YOUR TASK
This task calls for copying every line in the data below that contains the word "input".

Stored dataset items
──────────

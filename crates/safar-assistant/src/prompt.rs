//! Prompt assembly for the booking assistant.
//!
//! Two pieces of text drive every session: the system instruction that
//! seeds the session (persona, function-calling directives, required
//! output envelope) and the per-turn user message that restates the
//! current booking state so the model never has to remember it across
//! turns.

use safar_core::types::BookingSnapshot;

/// Builds the system instruction and per-turn messages.
#[derive(Debug, Clone, Copy, Default)]
pub struct PromptBuilder;

impl PromptBuilder {
    pub fn new() -> Self {
        Self
    }

    /// The session-seeding instruction: persona, tool-use rules, and the
    /// exact JSON envelope the model must answer with.
    pub fn system_instruction(&self) -> String {
        r#"You are a British-accented voice booking assistant for inter-city coach travel in Pakistan.

IMPORTANT FUNCTION CALLING INSTRUCTIONS:
- ALWAYS use function calls to retrieve data. DO NOT make up information.
- If the user asks about available buses or routes, IMMEDIATELY call check_available_buses.
- If the user mentions a city name like Islamabad, Karachi, Lahore, etc., extract it and use it in your function calls.
- If the user asks about seat availability, call check_available_seats.
- When checking seat availability for specific seats, call check_seat_availability.
- When all booking information is confirmed, call make_reservation.

If you want to call a function, then call it.

Your response MUST be a valid JSON with this structure:
{
  "narration": "Text to be spoken to the user",
  "updatedBookingDetails": {
    "starting_point": "city or null",
    "destination": "city or null",
    "date": "YYYY-MM-DD or null",
    "seat_number": "seat ID or null",
    "customer_name": "name or null",
    "phone_number": "number or null",
    "departure_time": "HH:MM or null",
    "confirmed": boolean
  },
  "bookingComplete": boolean,
  "booking_id": "ID if booking completed",
  "confirmation_code": "code if booking completed"
}
"#
        .to_string()
    }

    /// The per-turn user message: an optional first-turn greeting cue,
    /// the current booking state with explicit placeholders, function
    /// guidance, and a closing line that differs with audio present.
    pub fn turn_message(
        &self,
        booking: &BookingSnapshot,
        is_first_turn: bool,
        has_audio: bool,
    ) -> String {
        let mut message = String::new();

        if is_first_turn {
            message.push_str(
                "This is your first interaction with the user. Start with a polite greeting.\n\
                 Include a brief introduction about yourself as a booking assistant for Pakistani inter-city coach travel.\n\
                 Keep the greeting brief but friendly with a British accent style.\n\n",
            );
        }

        message.push_str("Current booking information:\n");
        message.push_str(&format!(
            "- Starting Point: {}\n",
            field(&booking.starting_point)
        ));
        message.push_str(&format!("- Destination: {}\n", field(&booking.destination)));
        message.push_str(&format!("- Date: {}\n", field(&booking.date)));
        message.push_str(&format!(
            "- Departure Time: {}\n",
            field(&booking.departure_time)
        ));
        message.push_str(&format!("- Seat Number: {}\n", field(&booking.seat_number)));
        message.push_str(&format!(
            "- Customer Name: {}\n",
            field(&booking.customer_name)
        ));
        message.push_str(&format!(
            "- Phone Number: {}\n",
            field(&booking.phone_number)
        ));
        message.push_str(&format!(
            "- Confirmed: {}\n",
            if booking.confirmed { "Yes" } else { "No" }
        ));

        message.push_str(
            "\n[Function Calling Guidance]\n\
             If you need to check available buses, call check_available_buses with the starting_point and destination.\n\
             If starting_point and destination are set, but no date or departure_time, call check_available_buses to get options.\n\
             If starting_point, destination, and date are set, call check_available_seats to find available seats.\n\
             If the user asks about specific seat numbers, call check_seat_availability with those details.\n\
             If all required booking information is complete (starting_point, destination, date, departure_time, seat_number, customer_name, phone_number), call make_reservation.\n\
             Don't make up information - always use the appropriate function call to get real data.\n\n",
        );

        if has_audio {
            message.push_str(
                "Process my audio input to update this booking. If I mention any cities or dates, \
                 use them to look up available buses using the check_available_buses function.",
            );
        } else {
            message.push_str("Let's continue with this booking.");
        }

        message
    }
}

fn field(value: &Option<String>) -> &str {
    value.as_deref().unwrap_or("Not provided")
}

#[cfg(test)]
mod tests {
    use super::*;

    fn snapshot() -> BookingSnapshot {
        BookingSnapshot {
            starting_point: Some("Lahore".to_string()),
            destination: Some("Karachi".to_string()),
            ..Default::default()
        }
    }

    #[test]
    fn test_system_instruction_names_capabilities_and_envelope() {
        let sys = PromptBuilder::new().system_instruction();
        assert!(sys.contains("check_available_buses"));
        assert!(sys.contains("check_available_seats"));
        assert!(sys.contains("check_seat_availability"));
        assert!(sys.contains("make_reservation"));
        assert!(sys.contains("updatedBookingDetails"));
        assert!(sys.contains("bookingComplete"));
        assert!(sys.contains("confirmation_code"));
    }

    #[test]
    fn test_first_turn_includes_greeting_cue() {
        let msg = PromptBuilder::new().turn_message(&snapshot(), true, false);
        assert!(msg.contains("first interaction"));
        assert!(msg.contains("polite greeting"));
    }

    #[test]
    fn test_later_turns_omit_greeting_cue() {
        let msg = PromptBuilder::new().turn_message(&snapshot(), false, false);
        assert!(!msg.contains("first interaction"));
    }

    #[test]
    fn test_known_fields_are_restated() {
        let msg = PromptBuilder::new().turn_message(&snapshot(), false, false);
        assert!(msg.contains("- Starting Point: Lahore"));
        assert!(msg.contains("- Destination: Karachi"));
        assert!(msg.contains("- Confirmed: No"));
    }

    #[test]
    fn test_missing_fields_use_placeholder() {
        let msg = PromptBuilder::new().turn_message(&BookingSnapshot::default(), false, false);
        assert!(msg.contains("- Date: Not provided"));
        assert!(msg.contains("- Phone Number: Not provided"));
    }

    #[test]
    fn test_confirmed_flag_rendered_as_yes() {
        let booking = BookingSnapshot {
            confirmed: true,
            ..snapshot()
        };
        let msg = PromptBuilder::new().turn_message(&booking, false, false);
        assert!(msg.contains("- Confirmed: Yes"));
    }

    #[test]
    fn test_audio_closing_line() {
        let msg = PromptBuilder::new().turn_message(&snapshot(), false, true);
        assert!(msg.contains("Process my audio input"));
        assert!(!msg.contains("Let's continue with this booking."));
    }

    #[test]
    fn test_text_closing_line() {
        let msg = PromptBuilder::new().turn_message(&snapshot(), false, false);
        assert!(msg.ends_with("Let's continue with this booking."));
    }

    #[test]
    fn test_guidance_block_always_present() {
        for (first, audio) in [(true, true), (true, false), (false, true), (false, false)] {
            let msg = PromptBuilder::new().turn_message(&snapshot(), first, audio);
            assert!(msg.contains("[Function Calling Guidance]"));
            assert!(msg.contains("make_reservation"));
        }
    }
}
//! CLI argument definitions for the Safar application.
//!
//! Uses `clap` with derive macros for ergonomic argument parsing.
//! Priority resolution: CLI args > env vars > config file > defaults.

use clap::Parser;
use std::path::PathBuf;

/// Safar — voice booking assistant server for inter-city coach travel.
#[derive(Parser, Debug)]
#[command(name = "safar", version, about)]
pub struct CliArgs {
    /// Path to the configuration file.
    #[arg(short = 'c', long = "config")]
    pub config: Option<PathBuf>,

    /// API server port.
    #[arg(short = 'p', long = "port")]
    pub port: Option<u16>,

    /// Log level (trace, debug, info, warn, error).
    #[arg(short = 'l', long = "log-level")]
    pub log_level: Option<String>,
}

impl CliArgs {
    /// Resolve the configuration file path.
    ///
    /// Priority: --config flag > SAFAR_CONFIG env var > ~/.safar/config.toml.
    pub fn resolve_config_path(&self) -> PathBuf {
        if let Some(ref p) = self.config {
            return p.clone();
        }
        if let Ok(p) = std::env::var("SAFAR_CONFIG") {
            return PathBuf::from(p);
        }
        default_config_path()
    }

    /// Resolve the API server port.
    ///
    /// Priority: --port flag > SAFAR_PORT env var > config file value > 3000.
    pub fn resolve_port(&self, config_port: u16) -> u16 {
        if let Some(p) = self.port {
            return p;
        }
        if let Ok(val) = std::env::var("SAFAR_PORT") {
            if let Ok(p) = val.parse::<u16>() {
                return p;
            }
        }
        if config_port != 0 {
            return config_port;
        }
        3000
    }

    /// Resolve the log level.
    ///
    /// Priority: --log-level flag > config file value.
    /// Returns `None` if not overridden.
    pub fn resolve_log_level(&self) -> Option<String> {
        self.log_level.clone()
    }
}

/// Default config file path for the current platform.
fn default_config_path() -> PathBuf {
    #[cfg(target_os = "windows")]
    if let Ok(home) = std::env::var("USERPROFILE") {
        return PathBuf::from(home).join(".safar").join("config.toml");
    }
    #[cfg(not(target_os = "windows"))]
    if let Ok(home) = std::env::var("HOME") {
        return PathBuf::from(home).join(".safar").join("config.toml");
    }
    PathBuf::from("config.toml")
}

──────────

SOLVED PROBLEM
                "Process my audio input to update this booking. If I mention any cities or dates, \
        assert!(msg.contains("Process my audio input"));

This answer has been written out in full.